ANCHOR BOLTS Also known as J-bolts, anchor bolts are bolts imbedded in the foundation walls as soon as the concrete has been poured. Their function is to tie the sills and framing of the house to the foundation walls in order to protect against upward and lateral forces of the wind. The hooked ends of the anchor bolts are inserted into the foundation walls before the concrete sets. The threaded ends of the bolts protrude upwards. When the concrete has cured, holes for the threaded ends of the bolts are drilled through the sills and these members are laid into place. Nuts are attached to the bolts and tightened to secure the sills to the foundation walls. Anchor bolts are usually 12” to 16” in length and ½” in diameter. In addition, the term, anchor bolt, can be used in reference to any of several types of bolts inserted and fixed into masonry to anchor timbers or metal members. See also FOUNDATION WALL SILL TIE
BACKFILL To return excavated earth to the trench surrounding a building's exposed foundation after the foundations have been completed, or to another hole or depression. Backfilling is not done before the first floor framing is complete and the subfloor has been laid. Without this bracing, the foundation wall could collapse. When used as a noun, the term refers to the soil and other material used to refill the excavation. See also BACKHOE EXCAVATE EXCAVATION FILL
BARGEBOARD A board, usually decorated by carving, which serves as a vertical face to cover the ends of the rafters at the edge of a gabled roof below the eaves. The bargeboard originally was used to prevent rain from entering the building below the roof edge. Subsequently, the bargeboard became a decorative element. It is sometimes termed gableboard, vergeboard, or jigsaw woodwork. In its most decorative form, a bargeboard is termed gingerbread. At a cornice, it is known as a fascia board. See FASCIA GABLE GABLE ROOF GINGERBREAD RAFTER ROOF
BEAM, COLLAR One of several horizontal members, often 1” by 6” boards, bracing a roof truss by connecting opposite roof rafters at their lower ends.
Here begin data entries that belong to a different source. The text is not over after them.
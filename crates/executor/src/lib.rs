//! # Executor Crate
//!
//! Assembles an ordered instruction list and its signers into one atomic
//! transaction, dry-runs it against the ledger and, when asked, commits it.
//!
//! - `Executor`: the seam the manager talks to.
//! - `LedgerExecutor`: the implementation over any `ledger_client::Ledger`.
//! - `ExecutionOutcome`: a simulation report, plus a receipt when committed.

pub mod error;
pub mod outcome;
pub mod pipeline;

pub use error::ExecutorError;
pub use outcome::ExecutionOutcome;
pub use pipeline::{Executor, LedgerExecutor};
A collar beam adds rigidity to the roof structure. This is particularly important if roof spans are long or slopes are flat. The collar beams help to take some of the load from the exterior walls caused by the weight of snow on the roof. They also serve as ceiling joists for second floor rooms. Collar beams may not be required for every rafter when slopes are steep and spans are short. They are not required at all if prefabricated roof trusses are used. See also BEAM RAFTER STRUT TRUSS
BOND, STRETCHER A method of brick construction. With this method, all bricks are laid into place lengthwise and parallel to the wall or building. However, the joints between bricks do not coincide with those of bricks above or below. This bond is used extensively for brick veneering and partitions in which the thickness is only that of a single brick.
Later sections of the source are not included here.